KONAMI / PlayStation®2、PlayStation®3、Xbox 360ほか / アクションアドベンチャー / 2004年(平成16年)

『METAL GEAR SOLID 3 SNAKE EATER』オフィシャルサイト

『メタルギア ソリッド』(以下、『MGS』)シリーズの主人公・スネークといえば、男女問わず人気のキャラクターですね。私はとくに、『MGS3』の主人公であるネイキッド・スネークの虜となりました。彼は傭兵としてソ連への潜入任務に挑むわけですが、その言動や立ち振る舞いに色気というか、人間臭さが感じられるんです。いま振り返ってみると、そんな印象を抱いたゲームキャラクターは彼が初めてだったように思います。それまでの『MGS』、『MGS2』からグラフィックが向上して表情が豊かになったこともありますが、それら2作品の主人公ソリッド・スネークよりも濃い匂いを感じるような……。
ソリッド・スネークは、ネイキッド・スネークのクローンですが、同じ遺伝子でもソリッドのほうは熱い部分もありつつサッパリとした性格、それに対してネイキッドのほうは執着も強いがお茶目な人というイメージでしょうか。『MGS3』では、ネイキッド・スネークの複雑な心境や葛藤が強く描かれているから、なおのこと濃く思えるのかもしれません。

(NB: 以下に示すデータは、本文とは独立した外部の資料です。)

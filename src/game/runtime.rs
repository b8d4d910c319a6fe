//! Game Runtime
//!
//! Owns the simulation context and the "started" flag, and paces frames.
//! The game begins on the title screen; `start` moves it to play exactly once.
//! There is no pause, restart or stop.

use std::time::Duration;
use serde::{Serialize, Deserialize};
use crate::config::GameConfig;
use crate::input::InputFlags;
use crate::world::Level;
use super::event::GameEvent;
use super::simulation;
use super::world::World;

/// FPS limit setting
#[derive(Debug, Clone, Copy, PartialEq, Eq, Default, Serialize, Deserialize)]
pub enum FpsLimit {
    /// 30 FPS (half speed: physics is per frame)
    Fps30,
    /// 60 FPS (the speed the movement constants are tuned for)
    #[default]
    Fps60,
    /// Unlocked (as fast as possible)
    Unlocked,
}

impl FpsLimit {
    /// Get the target frame time in seconds (None = unlocked)
    pub fn frame_time(&self) -> Option<f64> {
        match self {
            FpsLimit::Fps30 => Some(1.0 / 30.0),
            FpsLimit::Fps60 => Some(1.0 / 60.0),
            FpsLimit::Unlocked => None,
        }
    }
}

/// Top-level game phase
#[derive(Debug, Clone, Copy, PartialEq, Eq)]
enum Phase {
    /// Waiting on the title screen
    Title,
    /// Frame loop running
    Playing,
}

pub struct GameRuntime {
    pub config: GameConfig,
    pub world: World,
    phase: Phase,
}

impl GameRuntime {
    pub fn new(config: GameConfig, level: &Level) -> Self {
        Self {
            config,
            world: World::from_level(level),
            phase: Phase::Title,
        }
    }

    pub fn is_started(&self) -> bool {
        self.phase == Phase::Playing
    }

    /// Leave the title screen. Returns false if the game was already started.
    pub fn start(&mut self) -> bool {
        if self.phase == Phase::Playing {
            return false;
        }
        self.phase = Phase::Playing;
        log::info!("Game started");
        true
    }

    /// Advance one frame. Does nothing until the game has been started.
    pub fn update(&mut self, input: &InputFlags, elapsed: Duration) {
        if self.phase != Phase::Playing {
            return;
        }
        simulation::step(&mut self.world, input, &self.config, elapsed);
    }

    /// Take the events produced since the last drain
    pub fn drain_events(&mut self) -> impl Iterator<Item = GameEvent> + '_ {
        self.world.events.drain()
    }
}

/// Wait out the rest of the frame according to the FPS limit.
/// `frame_start` is macroquad's `get_time()` sampled at the start of the frame.
pub fn limit_frame_rate(fps_limit: FpsLimit, frame_start: f64) {
    use macroquad::prelude::get_time;

    let Some(target_frame_time) = fps_limit.frame_time() else { return };
    let elapsed = get_time() - frame_start;
    if target_frame_time - elapsed <= 0.0 {
        return;
    }

    // Native: use sleep for bulk, then spin-wait for precision
    #[cfg(not(target_arch = "wasm32"))]
    {
        let spin_margin = 0.002; // 2ms
        while get_time() - frame_start + spin_margin < target_frame_time {
            std::thread::sleep(std::time::Duration::from_millis(1));
        }
        while get_time() - frame_start < target_frame_time {
            std::hint::spin_loop();
        }
    }
    // WASM: just spin-wait (no thread::sleep available)
    #[cfg(target_arch = "wasm32")]
    {
        while get_time() - frame_start < target_frame_time {
            // Busy wait - browser will handle frame pacing
        }
    }
}

#[cfg(test)]
mod tests {
    use super::*;

    const FRAME: Duration = Duration::from_millis(16);

    #[test]
    fn test_nothing_moves_before_start() {
        let mut runtime = GameRuntime::new(GameConfig::default(), &Level::default());
        assert!(!runtime.is_started());

        let input = InputFlags { right: true, shoot: true, ..Default::default() };
        for _ in 0..10 {
            runtime.update(&input, FRAME);
        }
        assert_eq!(runtime.world.player.y, 200.0);
        assert!(runtime.world.bullets.is_empty());
    }

    #[test]
    fn test_start_happens_once() {
        let mut runtime = GameRuntime::new(GameConfig::default(), &Level::default());
        assert!(runtime.start());
        assert!(runtime.is_started());
        assert!(!runtime.start());
        assert!(runtime.is_started());
    }

    #[test]
    fn test_update_after_start_steps_and_emits() {
        let mut runtime = GameRuntime::new(GameConfig::default(), &Level::default());
        runtime.start();
        let input = InputFlags { shoot: true, ..Default::default() };
        runtime.update(&input, FRAME);
        assert_eq!(runtime.world.player.y, 200.5);

        let events: Vec<_> = runtime.drain_events().collect();
        assert_eq!(events, vec![GameEvent::ShotFired]);
        assert_eq!(runtime.drain_events().count(), 0);
    }

    #[test]
    fn test_fps_limit_frame_time() {
        assert_eq!(FpsLimit::default(), FpsLimit::Fps60);
        assert_eq!(FpsLimit::Unlocked.frame_time(), None);
        assert!((FpsLimit::Fps30.frame_time().unwrap() - 1.0 / 30.0).abs() < 1e-12);
    }
}
// src/api/parser.rs
//! Parsing of the list and item endpoint bodies.
//!
//! The list endpoint has answered both `{ "data": [...] }` and a bare array
//! over time. Anything else means the API changed under us, which is fatal
//! for the export.

use super::client::ApiResponse;
use crate::error::{AppError, AttemptError};
use crate::model::ConversationSummary;
use serde_json::Value;

/// Characters of an unexpected body kept in error messages.
const BODY_PREVIEW_CHARS: usize = 200;

/// Parses the list endpoint body into conversation summaries.
pub fn parse_conversation_list(
    result: &ApiResponse<String>,
) -> Result<Vec<ConversationSummary>, AppError> {
    let document: Value = serde_json::from_str(&result.data).map_err(|e| {
        log::error!("Failed to parse conversation list from {}: {}", result.url, e);
        AppError::MalformedResponse(format!(
            "conversation list is not valid JSON ({}): {}",
            e,
            preview(&result.data)
        ))
    })?;

    summaries_from_document(document)
}

/// Extracts summaries from an already decoded list document.
pub fn summaries_from_document(document: Value) -> Result<Vec<ConversationSummary>, AppError> {
    let entries = match document {
        Value::Array(entries) => entries,
        Value::Object(mut map) => match map.remove("data") {
            Some(Value::Array(entries)) => entries,
            _ => {
                return Err(AppError::MalformedResponse(
                    "expected a 'data' array in the conversation list".to_string(),
                ))
            }
        },
        other => {
            return Err(AppError::MalformedResponse(format!(
                "expected an array of conversations, got {}",
                json_type(&other)
            )))
        }
    };

    entries
        .into_iter()
        .enumerate()
        .map(|(index, entry)| {
            serde_json::from_value::<ConversationSummary>(entry).map_err(|e| {
                AppError::MalformedResponse(format!("conversation summary #{}: {}", index, e))
            })
        })
        .collect()
}

/// Parses an item endpoint body. The document is kept as raw JSON.
pub fn parse_item_document(result: &ApiResponse<String>) -> Result<Value, AttemptError> {
    let document: Value = serde_json::from_str(&result.data).map_err(|e| {
        AttemptError::Decode(format!("{} ({})", e, preview(&result.data)))
    })?;

    if !document.is_object() {
        return Err(AttemptError::Decode(format!(
            "expected a conversation object, got {}",
            json_type(&document)
        )));
    }

    Ok(document)
}

fn json_type(value: &Value) -> &'static str {
    match value {
        Value::Null => "null",
        Value::Bool(_) => "a boolean",
        Value::Number(_) => "a number",
        Value::String(_) => "a string",
        Value::Array(_) => "an array",
        Value::Object(_) => "an object",
    }
}

fn preview(body: &str) -> String {
    if body.chars().count() > BODY_PREVIEW_CHARS {
        let head: String = body.chars().take(BODY_PREVIEW_CHARS).collect();
        format!("{}...", head)
    } else {
        body.to_string()
    }
}

#[cfg(test)]
mod tests {
    use super::*;
    use reqwest::StatusCode;
    use serde_json::json;

    fn response(body: &str) -> ApiResponse<String> {
        ApiResponse {
            data: body.to_string(),
            status: StatusCode::OK,
            url: "https://claude.ai/api/test".to_string(),
        }
    }

    #[test]
    fn accepts_data_wrapper_and_bare_array() {
        let entry = json!({ "uuid": "7d1b6a2e-0c4f-4b8a-9e3d-5f6a7b8c9d0e", "name": "First" });

        let wrapped = summaries_from_document(json!({ "data": [entry.clone()] })).unwrap();
        let bare = summaries_from_document(json!([entry])).unwrap();

        assert_eq!(wrapped, bare);
        assert_eq!(wrapped[0].name, "First");
    }

    #[test]
    fn rejects_other_shapes() {
        for document in [
            json!({ "conversations": [] }),
            json!({ "data": "nope" }),
            json!("text"),
            json!(null),
        ] {
            let err = summaries_from_document(document).unwrap_err();
            assert!(matches!(err, AppError::MalformedResponse(_)));
        }
    }

    #[test]
    fn invalid_json_is_malformed() {
        let err = parse_conversation_list(&response("<html>login</html>")).unwrap_err();
        assert!(matches!(err, AppError::MalformedResponse(_)));
    }

    #[test]
    fn summary_without_uuid_is_malformed() {
        let err = summaries_from_document(json!([{ "name": "x" }])).unwrap_err();
        assert!(err.to_string().contains("#0"));
    }

    #[test]
    fn item_must_be_an_object() {
        assert!(parse_item_document(&response("{\"name\":\"x\"}")).is_ok());
        assert!(matches!(
            parse_item_document(&response("[]")),
            Err(AttemptError::Decode(_))
        ));
    }
}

▲グラフィックは舞台となる冷戦時代、1960年代の映像を思わせるレトロで抑えめな色調なのに、匂い立つネイキッド・スネークの存在感

▲カスタムされた銃にワクテカ。おもちゃを手に入れた少年のようです

▲内通者のEVA(エヴァ)との艶っぽいシーンもあってドキドキ

ネイキッド・スネークの葛藤とは、彼の師匠である女性兵士ザ・ボスに向けられたものでした。それというのもゲーム序盤、ザ・ボスは要人奪還の任務に就いたスネークにアドバイザーとして協力していましたが、裏切って要人を横取りしソ連に亡命するのです。対するスネークは任務失敗の汚名を雪ぐべく、ザ・ボス抹殺の任務を受けることに。とはいえ、スネークにとってザ・ボスは兵士としての自分を形作ってくれた親以上の存在です。そんな彼女をその手にかけることができるのか? コントローラーを握る私も、きっとスネーク自身もその疑問を抱えながら、ソ連の森を進んでいきます。しかし、その先にはザ・ボス直属の“コブラ部隊”が立ちふさがり……。

▲ザ・ボスは特殊部隊の母とも呼ばれるほどの功績を残した兵士で、めちゃくちゃ強いんですよね。そもそもこんな生ける伝説に勝てるのか?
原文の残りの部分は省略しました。